Even as the rate of innovation seems to have slowed in smartphones, there’s plenty of room yet for innovation across all three of these areas: processing on-device, supported by cloud processing; new input methods including voice and gestures; new outputs including immersive experiences and new endpoints. Each of these four players and others is investing both organically and inorganically in new capabilities in these three domains, and there’s doubtless much more to come.

The biggest challenge in all these is actually balancing the three components – inputs, outputs and processing – in such a way as to achieve the optimal results. One of the challenges with the current generation of smartwatches is they’re arguably trying to do more than the technology is capable of and are unable to squeeze the requisite inputs, outputs and processors into devices that fit comfortably and stylishly on the wrist. Samsung appears to be discovering that, when all three elements are too similar in two device categories, they tend to cannibalize each other. Setting devices apart by giving them truly differentiated combinations of processors, inputs and outputs is a key skill, and one which Samsung’s scattergun approach to its device portfolio sometimes falls short on.

Published by

Jan Dawson

Jan Dawson is Founder and Chief Analyst at Jackdaw Research, a technology research and consulting firm focused on consumer technology. During his sixteen years as a technology analyst, Jan has covered everything from DSL to LTE, and from policy and regulation to smartphones and tablets. As such, he brings a unique perspective to the consumer technology space, pulling together insights on communications and content services, device hardware and software, and online services to provide big-picture market analysis and strategic advice to his clients. Jan has worked with many of the world’s largest operators, device and infrastructure vendors, online service providers and others to shape their strategies and help them understand the market. Prior to founding Jackdaw, Jan worked at Ovum for a number of years, most recently as Chief Telecoms Analyst, responsible for Ovum’s telecoms research agenda globally.

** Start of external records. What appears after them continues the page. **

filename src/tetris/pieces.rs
//! Tetromino shape tables.
//!
//! Each shape is four cell offsets inside a 4x4 bounding box, indexed by
//! piece kind and rotation step. The same box is what the preview pane
//! renders, so every offset stays in `0..4`.

pub const NUM_KINDS: u8 = 7;
pub const NUM_ROTATIONS: u8 = 4;

/// Offset of a single cell relative to the piece origin.
pub type CellOffset = (i8, i8);

/// Shape of a piece, four cell offsets.
pub type PieceShape = [CellOffset; 4];

/// Shape for `kind` (0..7: I, O, T, S, Z, J, L) at `rotation` (0..4).
pub fn shape(kind: u8, rotation: u8) -> PieceShape {
    SHAPES[(kind % NUM_KINDS) as usize][(rotation % NUM_ROTATIONS) as usize]
}

/// Field marker for a piece kind, 1..=7. Zero is reserved for empty cells.
pub fn marker(kind: u8) -> u8 {
    (kind % NUM_KINDS) + 1
}

const SHAPES: [[PieceShape; 4]; 7] = [
    // I
    [
        [(0, 1), (1, 1), (2, 1), (3, 1)],
        [(2, 0), (2, 1), (2, 2), (2, 3)],
        [(0, 2), (1, 2), (2, 2), (3, 2)],
        [(1, 0), (1, 1), (1, 2), (1, 3)],
    ],
    // O
    [
        [(1, 0), (2, 0), (1, 1), (2, 1)],
        [(1, 0), (2, 0), (1, 1), (2, 1)],
        [(1, 0), (2, 0), (1, 1), (2, 1)],
        [(1, 0), (2, 0), (1, 1), (2, 1)],
    ],
    // T
    [
        [(1, 0), (0, 1), (1, 1), (2, 1)],
        [(1, 0), (1, 1), (2, 1), (1, 2)],
        [(0, 1), (1, 1), (2, 1), (1, 2)],
        [(1, 0), (0, 1), (1, 1), (1, 2)],
    ],
    // S
    [
        [(1, 0), (2, 0), (0, 1), (1, 1)],
        [(1, 0), (1, 1), (2, 1), (2, 2)],
        [(1, 1), (2, 1), (0, 2), (1, 2)],
        [(0, 0), (0, 1), (1, 1), (1, 2)],
    ],
    // Z
    [
        [(0, 0), (1, 0), (1, 1), (2, 1)],
        [(2, 0), (1, 1), (2, 1), (1, 2)],
        [(0, 1), (1, 1), (1, 2), (2, 2)],
        [(1, 0), (0, 1), (1, 1), (0, 2)],
    ],
    // J
    [
        [(0, 0), (0, 1), (1, 1), (2, 1)],
        [(1, 0), (2, 0), (1, 1), (1, 2)],
        [(0, 1), (1, 1), (2, 1), (2, 2)],
        [(1, 0), (1, 1), (0, 2), (1, 2)],
    ],
    // L
    [
        [(2, 0), (0, 1), (1, 1), (2, 1)],
        [(1, 0), (1, 1), (1, 2), (2, 2)],
        [(0, 1), (1, 1), (2, 1), (0, 2)],
        [(0, 0), (1, 0), (1, 1), (1, 2)],
    ],
];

13 thoughts on “Where the innovation is: brains, inputs and outputs”

  1. One area of confusion for me with this article. I would think that Apple’s focus on customer experience is an output perspective.

    Mark

  2. “The one big area Microsoft seems to be missing is sensors.”

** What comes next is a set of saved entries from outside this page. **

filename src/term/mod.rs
//! Terminal front end.

mod renderer;

pub use renderer::TerminalRenderer;
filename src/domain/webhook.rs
use rust_decimal::Decimal;
use serde::{Deserialize, Serialize};
use serde_json::{Value, json};
use thiserror::Error;

pub const STATUS_OK: u16 = 200;
pub const STATUS_UNPROCESSABLE: u16 = 422;
pub const STATUS_SERVER_ERROR: u16 = 500;

/// Expected, caller-side problems with an inbound event.
///
/// The `Display` text of each variant is the message returned to the caller.
#[derive(Error, Debug, Clone, Copy, PartialEq, Eq)]
pub enum Rejection {
    #[error("No body found in the event")]
    BodyMissing,
    #[error("amount not found in event body")]
    AmountMissing,
    #[error("amount cannot be 0")]
    AmountZero,
}

impl Rejection {
    pub fn status_code(&self) -> u16 {
        STATUS_UNPROCESSABLE
    }
}

/// Inbound request envelope. `body` holds the JSON payload as a string.
#[derive(Debug, Clone, Default, PartialEq, Serialize, Deserialize)]
pub struct WebhookRequest {
    #[serde(default)]
    pub body: Option<String>,
}

impl WebhookRequest {
    pub fn new(body: impl Into<String>) -> Self {
        Self {
            body: Some(body.into()),
        }
    }

    pub fn without_body() -> Self {
        Self::default()
    }

    /// Builds the envelope of an invoice event carrying `amount` as a JSON
    /// number written exactly as the decimal prints.
    pub fn with_amount(amount: impl Into<Decimal>) -> Self {
        let amount = amount.into();
        Self::new(format!(
            r#"{{"event": {{"log": {{"invoice": {{"amount": {amount}}}}}}}}}"#
        ))
    }

    /// Returns the body when it is present and non-empty.
    pub fn payload(&self) -> Option<&str> {
        self.body.as_deref().filter(|body| !body.is_empty())
    }
}

/// Outbound response envelope.
#[derive(Debug, Clone, PartialEq, Serialize, Deserialize)]
pub struct WebhookResponse {
    #[serde(rename = "statusCode")]
    pub status_code: u16,
    pub body: String,
}

impl WebhookResponse {
    pub fn received(received_data: &Value, transfer_ids: &[String]) -> Self {
        let body = json!({
            "message": "Webhook received",
            "received_data": received_data,
            "transfers_executed": transfer_ids,
        });
        Self {
            status_code: STATUS_OK,
            body: body.to_string(),
        }
    }

    pub fn rejected(rejection: Rejection) -> Self {
        Self::error(rejection.status_code(), &rejection.to_string())
    }

    pub fn server_error(message: &str) -> Self {
        Self::error(STATUS_SERVER_ERROR, message)
    }

    fn error(status_code: u16, message: &str) -> Self {
        Self {
            status_code,
            body: json!({ "error": message }).to_string(),
        }
    }

    pub fn is_success(&self) -> bool {
        self.status_code == STATUS_OK
    }

    /// Parses the body back into JSON.
    pub fn json_body(&self) -> serde_json::Result<Value> {
        serde_json::from_str(&self.body)
    }
}
//! Adapters implementing the domain ports.

pub mod env;
pub mod file;
pub mod http;
pub mod in_memory;
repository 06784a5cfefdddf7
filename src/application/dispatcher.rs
use crate::application::secrets::resolve_secrets;
use crate::config::DispatcherConfig;
use crate::domain::credentials::{Environment, Project, SECRET_NAMES};
use crate::domain::event::InboundEvent;
use crate::domain::ports::{PaymentClientFactory, SecretStoreBox};
use crate::domain::transfer::TransferRequest;
use crate::domain::webhook::{Rejection, WebhookRequest, WebhookResponse};
use crate::error::Result;
use serde_json::Value;
use tracing::{error, info, warn};

/// Turns inbound invoice events into outbound transfers.
///
/// Each call to [`WebhookDispatcher::handle`] resolves its own credentials and
/// opens its own payment session; nothing is shared between invocations.
/// Sessions always target the sandbox environment.
pub struct WebhookDispatcher {
    secret_store: SecretStoreBox,
    connect: PaymentClientFactory,
    config: DispatcherConfig,
}

impl WebhookDispatcher {
    /// Creates a new `WebhookDispatcher`.
    ///
    /// # Arguments
    ///
    /// * `secret_store` - Where `PRIVATE_KEY` and `PROJECT_ID` are read from.
    /// * `connect` - Opens a payment session for the resolved project.
    /// * `config` - Secret region and transfer recipient.
    pub fn new(
        secret_store: SecretStoreBox,
        connect: PaymentClientFactory,
        config: DispatcherConfig,
    ) -> Self {
        Self {
            secret_store,
            connect,
            config,
        }
    }

    /// Handles one inbound request. Every failure becomes a response.
    pub async fn handle(&self, request: WebhookRequest) -> WebhookResponse {
        match self.dispatch(request).await {
            Ok(response) => response,
            Err(e) => {
                error!("An error occurred during the handling of the event: {}", e);
                WebhookResponse::server_error(&e.to_string())
            }
        }
    }

    async fn dispatch(&self, request: WebhookRequest) -> Result<WebhookResponse> {
        let credentials =
            resolve_secrets(self.secret_store.as_ref(), &SECRET_NAMES, &self.config.region)
                .await?;
        let project = Project::from_credentials(Environment::Sandbox, &credentials)?;
        let client = (self.connect)(project)?;

        let Some(payload) = request.payload() else {
            return Ok(reject(Rejection::BodyMissing));
        };

        let received: Value = serde_json::from_str(payload)?;
        info!("Received body: {}", received);
        let event = InboundEvent::from_json(&received)?;

        let amount = match event.nominal_amount() {
            Ok(amount) => amount,
            Err(rejection) => return Ok(reject(rejection)),
        };

        let transfer = TransferRequest::new(amount, self.config.recipient.clone());
        let transfers = client.create_transfers(vec![transfer]).await?;
        let ids: Vec<String> = transfers.into_iter().map(|t| t.id).collect();
        info!(%amount, transfers = ?ids, "Transfer executed");

        Ok(WebhookResponse::received(&received, &ids))
    }
}

fn reject(rejection: Rejection) -> WebhookResponse {
    warn!("{}", rejection);
    WebhookResponse::rejected(rejection)
}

    Microsoft is dead in the consumer space, they made a mess of their flagship OS, and Windows Phone is a distant 3rd in sales. Look to Azure if you want to see some wins.

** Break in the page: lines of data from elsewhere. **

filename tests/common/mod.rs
use payhook::application::dispatcher::WebhookDispatcher;
use payhook::config::DispatcherConfig;
use payhook::domain::credentials::{PRIVATE_KEY, PROJECT_ID};
use payhook::domain::ports::PaymentClientBox;
use payhook::domain::webhook::WebhookRequest;
use payhook::infrastructure::in_memory::{InMemoryPaymentClient, InMemorySecretStore};
use serde_json::Value;

pub fn secret_store() -> InMemorySecretStore {
    InMemorySecretStore::new()
        .with_secret(PRIVATE_KEY, "test-private-key")
        .with_secret(PROJECT_ID, "5656565656565656")
}

pub fn dispatcher(store: InMemorySecretStore, client: &InMemoryPaymentClient) -> WebhookDispatcher {
    let client = client.clone();
    WebhookDispatcher::new(
        Box::new(store),
        Box::new(move |_| Ok(Box::new(client.clone()) as PaymentClientBox)),
        DispatcherConfig::default(),
    )
}

pub fn request(payload: Value) -> WebhookRequest {
    WebhookRequest::new(payload.to_string())
}
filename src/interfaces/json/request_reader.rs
use crate::domain::webhook::WebhookRequest;
use crate::error::Result;
use std::io::Read;

/// Reads a request envelope (`{"body": "..."}`) from a JSON source.
pub struct RequestReader<R: Read> {
    source: R,
}

impl<R: Read> RequestReader<R> {
    /// Creates a new `RequestReader` from any `Read` source (e.g., File, Stdin).
    pub fn new(source: R) -> Self {
        Self { source }
    }

    pub fn read(self) -> Result<WebhookRequest> {
        Ok(serde_json::from_reader(self.source)?)
    }
}
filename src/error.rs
use thiserror::Error;

#[derive(Error, Debug)]
pub enum PayhookError {
    #[error("Failed to retrieve secret {name}: {reason}")]
    SecretAccess { name: String, reason: String },
    #[error("JSON error: {0}")]
    Json(#[from] serde_json::Error),
    #[error("IO error: {0}")]
    Io(#[from] std::io::Error),
    #[error("HTTP error: {0}")]
    Http(#[from] reqwest::Error),
    #[error("Payment API error ({status}): {message}")]
    PaymentApi { status: u16, message: String },
    #[error("Configuration error: {0}")]
    Config(String),
}

impl PayhookError {
    pub fn secret_access(name: impl Into<String>, reason: impl ToString) -> Self {
        Self::SecretAccess {
            name: name.into(),
            reason: reason.to_string(),
        }
    }
}

pub type Result<T> = std::result::Result<T, PayhookError>;
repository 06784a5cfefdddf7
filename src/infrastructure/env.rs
use crate::domain::ports::SecretStore;
use crate::error::{PayhookError, Result};
use async_trait::async_trait;

/// Reads secrets from process environment variables.
///
/// The variable name is the secret name, optionally prefixed. Regions are
/// accepted for interface compatibility and ignored.
#[derive(Debug, Default, Clone)]
pub struct EnvSecretStore {
    prefix: String,
}

impl EnvSecretStore {
    pub fn new() -> Self {
        Self::default()
    }

    pub fn with_prefix(prefix: impl Into<String>) -> Self {
        Self {
            prefix: prefix.into(),
        }
    }

    fn variable(&self, name: &str) -> String {
        format!("{}{}", self.prefix, name)
    }
}

#[async_trait]
impl SecretStore for EnvSecretStore {
    async fn get_secret(&self, name: &str, _region: &str) -> Result<String> {
        let variable = self.variable(name);
        std::env::var(&variable)
            .map_err(|e| PayhookError::secret_access(name, format!("{variable}: {e}")))
    }
}

#[cfg(test)]
mod tests {
    use super::*;

    #[tokio::test]
    async fn test_missing_variable_is_a_secret_error() {
        let store = EnvSecretStore::with_prefix("PAYHOOK_TEST_UNSET_");

        let err = store.get_secret("PRIVATE_KEY", "us-west-2").await.unwrap_err();
        assert!(matches!(err, PayhookError::SecretAccess { .. }));
        assert!(err.to_string().contains("PAYHOOK_TEST_UNSET_PRIVATE_KEY"));
    }

    #[tokio::test]
    async fn test_reads_unprefixed_variable() {
        // PATH is set in every test environment.
        let store = EnvSecretStore::new();
        let value = store.get_secret("PATH", "us-west-2").await.unwrap();
        assert_eq!(value, std::env::var("PATH").unwrap());
    }

    #[tokio::test]
    async fn test_prefix_is_prepended_to_secret_name() {
        let store = EnvSecretStore::with_prefix("PA");
        assert_eq!(store.variable("TH"), "PATH");

        let value = store.get_secret("TH", "us-west-2").await.unwrap();
        assert_eq!(value, std::env::var("PATH").unwrap());
    }
}
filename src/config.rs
use crate::domain::transfer::Recipient;
use crate::error::{PayhookError, Result};
use std::ops::RangeInclusive;
use std::time::Duration;

pub const DEFAULT_REGION: &str = "us-west-2";
pub const DEFAULT_ISSUE_INTERVAL: Duration = Duration::from_secs(3 * 60 * 60);
pub const DEFAULT_ISSUE_DURATION: Duration = Duration::from_secs(24 * 60 * 60);
pub const DEFAULT_MIN_BATCH: usize = 8;
pub const DEFAULT_MAX_BATCH: usize = 12;

/// Settings of the webhook dispatcher.
#[derive(Debug, Clone, PartialEq, Eq)]
pub struct DispatcherConfig {
    /// Region secrets are resolved in.
    pub region: String,
    /// Target of every transfer.
    pub recipient: Recipient,
}

impl Default for DispatcherConfig {
    fn default() -> Self {
        Self {
            region: DEFAULT_REGION.to_string(),
            recipient: Recipient::stark_bank(),
        }
    }
}

impl DispatcherConfig {
    pub fn with_region(mut self, region: impl Into<String>) -> Self {
        self.region = region.into();
        self
    }
}

/// When and how much the periodic issuer issues.
#[derive(Debug, Clone, PartialEq, Eq)]
pub struct IssuerSchedule {
    pub interval: Duration,
    pub duration: Duration,
    pub batch_size: RangeInclusive<usize>,
}

impl IssuerSchedule {
    pub fn new(interval: Duration, duration: Duration, batch_size: RangeInclusive<usize>) -> Result<Self> {
        if interval.is_zero() {
            return Err(PayhookError::Config("issue interval must be positive".to_string()));
        }
        if batch_size.is_empty() {
            return Err(PayhookError::Config(format!(
                "batch size range {}..={} is empty",
                batch_size.start(),
                batch_size.end()
            )));
        }
        Ok(Self {
            interval,
            duration,
            batch_size,
        })
    }
}

impl Default for IssuerSchedule {
    fn default() -> Self {
        Self {
            interval: DEFAULT_ISSUE_INTERVAL,
            duration: DEFAULT_ISSUE_DURATION,
            batch_size: DEFAULT_MIN_BATCH..=DEFAULT_MAX_BATCH,
        }
    }
}
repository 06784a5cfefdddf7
pub mod json;
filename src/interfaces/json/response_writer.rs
use crate::domain::webhook::WebhookResponse;
use crate::error::Result;
use std::io::Write;

/// Writes response envelopes as one JSON document per line.
pub struct ResponseWriter<W: Write> {
    writer: W,
}

impl<W: Write> ResponseWriter<W> {
    pub fn new(writer: W) -> Self {
        Self { writer }
    }

    pub fn write_response(&mut self, response: &WebhookResponse) -> Result<()> {
        serde_json::to_writer(&mut self.writer, response)?;
        writeln!(self.writer)?;
        self.writer.flush()?;
        Ok(())
    }
}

    I don’t believe Microsoft will be any more successful under Satya Nadella than they were under Steve Ballmer. The current CEO doesn’t yell like his predecessor but he mouths just as much fluff that means little.

  3. Jan,

    Looking back at what the companies have been doing over the last 5 years:

    Care to grade them on your measure(s)?

    I think the last five years are a pretty good predictor for the next 5.